Research: the Earth’s biosphere in the future fear of suffocation and extinction

A study suggests that, just as the Earth’s atmosphere was extremely low in oxygen 2.4 billion years ago, it will drop dramatically to previous levels in another billion years. Understanding Earth’s evolutionary history will help scientists explore exoplanets and expand their knowledge of whether they are, or were, habitable.

Researchers believe that since the Earth has undergone such amazing changes, exoplanets are likely to undergo a similar evolutionary history. So when scientists see exoplanets that are not currently habitable, they cannot rule out that Life once flourished on them.

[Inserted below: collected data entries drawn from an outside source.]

//! XML to element-tree parsing.

use super::{NodeId, Tree};
use crate::error::{Error, Result};
use quick_xml::Reader;
use quick_xml::escape::unescape;
use quick_xml::events::{BytesStart, Event};

/// Parse an XML document into `tree`, returning the root element.
///
/// Element order, attribute order (namespace declarations included) and
/// character content are preserved so a subsequent [`super::write_xml`]
/// reproduces the document structure exactly. Insignificant whitespace
/// between elements is dropped.
pub fn parse_xml(tree: &mut Tree, xml: &[u8]) -> Result<NodeId> {
    let mut reader = Reader::from_reader(xml);
    reader.config_mut().trim_text(true);

    let mut stack: Vec<NodeId> = Vec::new();
    let mut root: Option<NodeId> = None;
    let mut buf = Vec::new();

    loop {
        match reader.read_event_into(&mut buf) {
            Ok(Event::Start(e)) => {
                let node = open_element(tree, &e)?;
                attach(tree, &mut stack, &mut root, node)?;
                stack.push(node);
            },
            Ok(Event::Empty(e)) => {
                let node = open_element(tree, &e)?;
                attach(tree, &mut stack, &mut root, node)?;
            },
            Ok(Event::End(_)) => {
                stack.pop();
            },
            Ok(Event::Text(e)) => {
                if let Some(current) = stack.last() {
                    let raw =
                        std::str::from_utf8(&e).map_err(|err| Error::Xml(err.to_string()))?;
                    let text = unescape(raw).map_err(|err| Error::Xml(err.to_string()))?;
                    match tree.text(*current)? {
                        Some(existing) => {
                            let mut combined = existing.to_string();
                            combined.push_str(&text);
                            tree.set_text(*current, &combined)?;
                        },
                        None => tree.set_text(*current, &text)?,
                    }
                }
            },
            Ok(Event::Eof) => break,
            Ok(_) => {},
            Err(e) => return Err(Error::Xml(e.to_string())),
        }
        buf.clear();
    }

    root.ok_or_else(|| Error::Xml("document has no root element".to_string()))
}

fn open_element(tree: &mut Tree, e: &BytesStart<'_>) -> Result<NodeId> {
    let tag = std::str::from_utf8(e.name().as_ref())
        .map_err(|err| Error::Xml(err.to_string()))?
        .to_string();
    let node = tree.new_element(&tag);
    for attr in e.attributes() {
        let attr = attr.map_err(|err| Error::Xml(err.to_string()))?;
        let key =
            std::str::from_utf8(attr.key.as_ref()).map_err(|err| Error::Xml(err.to_string()))?;
        let value = attr
            .unescape_value()
            .map_err(|err| Error::Xml(err.to_string()))?;
        tree.set_attr(node, key, &value)?;
    }
    Ok(node)
}

fn attach(
    tree: &mut Tree,
    stack: &mut [NodeId],
    root: &mut Option<NodeId>,
    node: NodeId,
) -> Result<()> {
    if let Some(parent) = stack.last() {
        tree.append_child(*parent, node)?;
    } else if root.is_none() {
        *root = Some(node);
    } else {
        return Err(Error::Xml("multiple root elements".to_string()));
    }
    Ok(())
}
// Create the Error, ErrorKind, ResultExt, and Result types.
// Other modules `use crate::errors::*;` to get access to everything `error_chain!` creates.
use error_chain::*;
pub use error_chain::bail;

error_chain! {
    errors {
        InvalidDimensions(width: usize, height: usize) {
            description("maze dimensions must be at least 1x1")
            display("invalid maze dimensions {}x{}: width and height must be at least 1", width, height)
        }
        DimensionsTooLarge(width: usize, height: usize) {
            description("maze dimensions are too large")
            display("maze dimensions {}x{} are too large to address every cell", width, height)
        }
    }
}
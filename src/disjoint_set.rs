use fnv::FnvHashMap;

use crate::cells::Cartesian2DCoordinate;

/// Union-find over grid coordinates.
///
/// Each key points at another key; a key pointing at itself is the representative of its
/// set. `union` only ever redirects one root at another root so chains never loop.
/// There is no path compression and no union by rank: the points-to map is observable and
/// must stay exactly as the unions left it.
#[derive(Clone, Debug, PartialEq, Eq)]
pub struct DisjointSet {
    points_to: FnvHashMap<Cartesian2DCoordinate, Cartesian2DCoordinate>,
}

impl DisjointSet {
    pub fn new<I>(keys: I) -> DisjointSet
        where I: IntoIterator<Item = Cartesian2DCoordinate>
    {
        let keys = keys.into_iter();
        let mut points_to = FnvHashMap::with_capacity_and_hasher(keys.size_hint().0,
                                                                 Default::default());
        for key in keys {
            points_to.insert(key, key);
        }
        DisjointSet { points_to }
    }

    #[inline]
    pub fn len(&self) -> usize {
        self.points_to.len()
    }

    #[inline]
    pub fn is_empty(&self) -> bool {
        self.points_to.is_empty()
    }

    #[inline]
    pub fn contains(&self, key: Cartesian2DCoordinate) -> bool {
        self.points_to.contains_key(&key)
    }

    /// Where `key` points, without following the chain.
    #[inline]
    pub fn points_to(&self, key: Cartesian2DCoordinate) -> Option<Cartesian2DCoordinate> {
        self.points_to.get(&key).cloned()
    }

    /// The representative of the set containing `key`, or None for an unregistered key.
    pub fn try_find(&self, key: Cartesian2DCoordinate) -> Option<Cartesian2DCoordinate> {
        let mut current = key;
        loop {
            let next = *self.points_to.get(&current)?;
            if next == current {
                return Some(current);
            }
            current = next;
        }
    }

    /// The representative of the set containing `key`.
    ///
    /// Panics if `key` was never registered: asking about a cell outside the grid is a bug
    /// in the caller.
    pub fn find(&self, key: Cartesian2DCoordinate) -> Cartesian2DCoordinate {
        match self.try_find(key) {
            Some(root) => root,
            None => panic!("disjoint set has no entry for {:?}", key),
        }
    }

    /// Point root `a` at root `b`.
    ///
    /// Panics if either key is unregistered or is not currently a root.
    pub fn union(&mut self, a: Cartesian2DCoordinate, b: Cartesian2DCoordinate) {
        assert_eq!(self.points_to(b), Some(b), "union target {:?} is not a root", b);
        match self.points_to.get_mut(&a) {
            Some(target) if *target == a => *target = b,
            _ => panic!("union source {:?} is not a root", a),
        }
    }

    /// Every (key, points-to) pair, in no particular order.
    pub fn iter(&self) -> impl Iterator<Item = (Cartesian2DCoordinate, Cartesian2DCoordinate)> + '_ {
        self.points_to.iter().map(|(k, v)| (*k, *v))
    }
}
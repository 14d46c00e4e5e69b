//! **mazes** generates perfect mazes on a rectangular grid with Kruskal's algorithm over
//! randomly weighted edges, and walks them with step-at-a-time depth or breadth first
//! searches.

pub mod cells;
pub mod disjoint_set;
pub mod edges;
pub mod errors;
pub mod generators;
pub mod grid;
pub mod grid_displays;
pub mod maze;
pub mod pathing;
pub mod units;
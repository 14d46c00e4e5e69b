use std::{thread, time::Duration};

use docopt::Docopt;
use serde_derive::Deserialize;
use tracing::{debug, info};
use tracing_subscriber::EnvFilter;

use mazes::{
    cells::{CellIndex, CompassPrimary},
    grid_displays::{self, LayeredDisplay, PathDisplay, PlayerDisplay, StartEndPointsDisplay,
                    VisitedDisplay},
    maze::Maze,
    pathing::{SearchOrder, StepResult},
};

const USAGE: &str = "Kruskal Mazes

Usage:
    mazes_driver -h | --help
    mazes_driver [--width=<w>] [--height=<h>] [--seed=<s>] [--solve]
    mazes_driver search (depth|breadth) [--width=<w>] [--height=<h>] [--seed=<s>] [--show-steps] [--tick-ms=<n>]
    mazes_driver play <moves> [--width=<w>] [--height=<h>] [--seed=<s>]

Options:
    -h --help          Show this screen.
    --width=<w>        The grid width in a w*h grid [default: 20].
    --height=<h>       The grid height in a w*h grid [default: 10].
    --seed=<s>         Seed for the edge weights. Fresh entropy is used if not specified.
    --solve            Show the path from the entry (top left) to the exit (bottom right).
    --show-steps       Print the maze after every search step that visits a new cell.
    --tick-ms=<n>      Milliseconds to wait between search steps [default: 0].

Moves are a string of u/d/l/r (or n/s/w/e) characters, e.g. `play ddrrd`.
Logging is controlled with the RUST_LOG environment variable.
";
#[derive(Debug, Deserialize)]
struct MazeArgs {
    flag_width: usize,
    flag_height: usize,
    flag_seed: Option<u64>,
    flag_solve: bool,
    cmd_search: bool,
    cmd_depth: bool,
    cmd_breadth: bool,
    flag_show_steps: bool,
    flag_tick_ms: u64,
    cmd_play: bool,
    arg_moves: String,
}

mod errors {
    use error_chain::*;
    error_chain! {
        links {
            Maze(::mazes::errors::Error, ::mazes::errors::ErrorKind);
        }

        foreign_links {
            DocOptFailure(::docopt::Error);
        }

        errors {
            UnknownMove(c: char) {
                description("unknown move")
                display("unknown move '{}', expected one of u d l r n s w e", c)
            }
        }
    }
}
use crate::errors::*;

fn main() -> Result<()> {

    tracing_subscriber::fmt()
        .with_env_filter(EnvFilter::try_from_default_env()
            .unwrap_or_else(|_| EnvFilter::new("warn")))
        .with_writer(std::io::stderr)
        .init();

    let args: MazeArgs = Docopt::new(USAGE).and_then(|d| d.deserialize())?;
    debug!(?args, "parsed arguments");

    let mut maze = Maze::generate(args.flag_width, args.flag_height, args.flag_seed)?;

    if args.cmd_search {
        let order = if args.cmd_depth {
            SearchOrder::DepthFirst
        } else {
            debug_assert!(args.cmd_breadth);
            SearchOrder::BreadthFirst
        };
        run_search(&mut maze, order, args.flag_show_steps, args.flag_tick_ms);
    } else if args.cmd_play {
        let moves = parse_moves(&args.arg_moves)?;
        play(&mut maze, &moves);
    } else if args.flag_solve {
        let path = maze.solve();
        print_with_path(&maze, &path);
    } else {
        print!("{}", maze);
    }

    Ok(())
}

fn run_search(maze: &mut Maze, order: SearchOrder, show_steps: bool, tick_ms: u64) {
    maze.set_traversal_mode(Some(order));
    let mut steps = 0usize;

    while maze.traversal_mode().is_some() {
        let visited_before = maze.traversal().visited_cells().len();
        let result = maze.step();
        steps += 1;

        if show_steps && maze.traversal().visited_cells().len() != visited_before {
            print_search(maze);
        }
        if let StepResult::FoundPath(ref path) = result {
            info!(steps, path_len = path.len(), "exit found");
        }
        if tick_ms > 0 {
            thread::sleep(Duration::from_millis(tick_ms));
        }
    }

    if maze.solution().is_empty() {
        info!(steps, "search exhausted without reaching the exit");
    }
    print_search(maze);
    println!("{:?} search: {} steps, {} cells visited, path length {}",
             order,
             steps,
             maze.traversal().visited_cells().len(),
             maze.solution().len());
}

fn parse_moves(moves: &str) -> Result<Vec<CompassPrimary>> {
    moves.chars()
        .filter(|c| !c.is_whitespace())
        .map(|c| -> Result<CompassPrimary> {
            match c.to_ascii_lowercase() {
                'u' | 'n' => Ok(CompassPrimary::North),
                'd' | 's' => Ok(CompassPrimary::South),
                'l' | 'w' => Ok(CompassPrimary::West),
                'r' | 'e' => Ok(CompassPrimary::East),
                _ => Err(ErrorKind::UnknownMove(c).into()),
            }
        })
        .collect()
}

fn play(maze: &mut Maze, moves: &[CompassPrimary]) {
    for (n, direction) in moves.iter().enumerate() {
        if !maze.move_player(*direction) {
            println!("Move {} ({:?}) is blocked.", n + 1, direction);
        }
    }

    if maze.finish_if_at_exit() {
        print!("{}", maze);
        println!("You win!");
    } else {
        print!("{}", maze);
        println!("Player at {:?}, {} moves taken.",
                 maze.grid().coordinate(maze.player()),
                 maze.trail().len());
    }
}

fn print_search(maze: &Maze) {
    let path = PathDisplay::new(maze.solution());
    let visited = VisitedDisplay::new(maze.traversal());
    let start_end = StartEndPointsDisplay::new(maze.grid().entry(), maze.grid().exit());
    let display = LayeredDisplay::new()
        .layer(&path)
        .layer(&start_end)
        .layer(&visited);
    println!("{}", grid_displays::render(maze, &display));
}

fn print_with_path(maze: &Maze, path_cells: &[CellIndex]) {
    let path = PathDisplay::new(path_cells);
    let player = PlayerDisplay::new(maze.player(), maze.trail());
    let start_end = StartEndPointsDisplay::new(maze.grid().entry(), maze.grid().exit());
    let display = LayeredDisplay::new()
        .layer(&start_end)
        .layer(&path)
        .layer(&player);
    print!("{}", grid_displays::render(maze, &display));
}
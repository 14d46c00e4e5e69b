use std::convert::From;

/// Position of a cell in the grid's column-major storage, `x * height + y`.
#[derive(Hash, Eq, PartialEq, Copy, Clone, Debug, Ord, PartialOrd)]
pub struct CellIndex(pub usize);

#[derive(Hash, Eq, PartialEq, Copy, Clone, Debug, Ord, PartialOrd)]
pub struct Cartesian2DCoordinate {
    pub x: u32,
    pub y: u32,
}

impl Cartesian2DCoordinate {
    pub fn new(x: u32, y: u32) -> Cartesian2DCoordinate {
        Cartesian2DCoordinate { x, y }
    }
}

impl From<(u32, u32)> for Cartesian2DCoordinate {
    fn from(x_y_pair: (u32, u32)) -> Cartesian2DCoordinate {
        Cartesian2DCoordinate::new(x_y_pair.0, x_y_pair.1)
    }
}

/// North is up the screen (towards `y == 0`), West is left (towards `x == 0`).
#[derive(Eq, PartialEq, Copy, Clone, Debug)]
pub enum CompassPrimary {
    North,
    South,
    East,
    West,
}

impl CompassPrimary {
    pub const ALL: [CompassPrimary; 4] = [CompassPrimary::North,
                                          CompassPrimary::South,
                                          CompassPrimary::East,
                                          CompassPrimary::West];

    pub fn opposite(self) -> CompassPrimary {
        match self {
            CompassPrimary::North => CompassPrimary::South,
            CompassPrimary::South => CompassPrimary::North,
            CompassPrimary::East => CompassPrimary::West,
            CompassPrimary::West => CompassPrimary::East,
        }
    }

    fn slot(self) -> usize {
        match self {
            CompassPrimary::North => 0,
            CompassPrimary::South => 1,
            CompassPrimary::East => 2,
            CompassPrimary::West => 3,
        }
    }
}

/// A maze cell and the four cells around it.
///
/// A cell on the grid boundary is its own neighbour in the direction that leaves the
/// grid, so `neighbour(dir) == index` means "no cell that way", never "unlinked".
#[derive(Eq, PartialEq, Copy, Clone, Debug)]
pub struct Cell {
    index: CellIndex,
    coordinate: Cartesian2DCoordinate,
    neighbours: [CellIndex; 4],
}

impl Cell {
    pub(crate) fn new(index: CellIndex, coordinate: Cartesian2DCoordinate) -> Cell {
        Cell {
            index,
            coordinate,
            neighbours: [index; 4],
        }
    }

    pub(crate) fn set_neighbour(&mut self, direction: CompassPrimary, neighbour: CellIndex) {
        self.neighbours[direction.slot()] = neighbour;
    }

    #[inline]
    pub fn index(&self) -> CellIndex {
        self.index
    }

    #[inline]
    pub fn coordinate(&self) -> Cartesian2DCoordinate {
        self.coordinate
    }

    #[inline]
    pub fn neighbour(&self, direction: CompassPrimary) -> CellIndex {
        self.neighbours[direction.slot()]
    }

    /// The neighbour in `direction` unless that direction leaves the grid.
    pub fn neighbour_at_direction(&self, direction: CompassPrimary) -> Option<CellIndex> {
        let neighbour = self.neighbour(direction);
        if neighbour != self.index {
            Some(neighbour)
        } else {
            None
        }
    }

    /// Which way `other` lies from this cell, if it is adjacent.
    pub fn direction_to(&self, other: CellIndex) -> Option<CompassPrimary> {
        if other == self.index {
            return None;
        }
        CompassPrimary::ALL
            .iter()
            .cloned()
            .find(|dir| self.neighbour(*dir) == other)
    }
}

The study, a collaboration between Toho University (Japan) and the Georgia Institute of Technology (USA), models the Earth’s climate, biology and geographic systems to make such predictions about the future of the planet’s environment, according to New Scientist magazine. This is what is predicted.

The Earth’s atmosphere now contains 21 percent oxygen, which is an ideal environment for the planet’s biosphere, including humans. However, scientists found that about 2.4 billion years ago, the oxygen content of the Earth’s atmosphere was once quite low and unsuitable for human survival. This study argues that in the future, the oxygen content of the Earth’s atmosphere will again be reduced to that level, as low as less than 1 percent.

“We found that the oxygen-rich condition is not a permanent feature of the Earth’s atmosphere.” Kazumi Ozaki of Toho University, one of the lead researchers, said.

They believe the main reason for the change is that as the sun ages, higher temperatures emit more energy. This causes more carbon dioxide in the Earth’s atmosphere to break down as it absorbs heat, leaving too little carbon dioxide to support photosynthesis, leading to the death of a large number of organisms that need photosynthesis, and then a dramatic decrease in the amount of oxygen in the atmosphere.

Co-investigator Chris Reinhard of the Georgia Institute of Technology said, “The extent of the plunge in oxygen would then be so extreme that only one millionth of the current atmospheric oxygen content would remain.”

The study also predicts that the amount of methane gas in the atmosphere will increase dramatically at that point, reaching 10,000 times current levels. The researchers estimate that it will only take 10,000 years for Earth’s atmosphere to complete from the Time it begins to experience this change until oxygen levels drop to their lowest levels.

Kazu Ozaki said, “The Earth’s biosphere will not be able to adapt to such a drastic environmental change.” They estimate that by then only microorganisms will survive on Earth.

The study was published March 1 in the journal Nature Geoscience.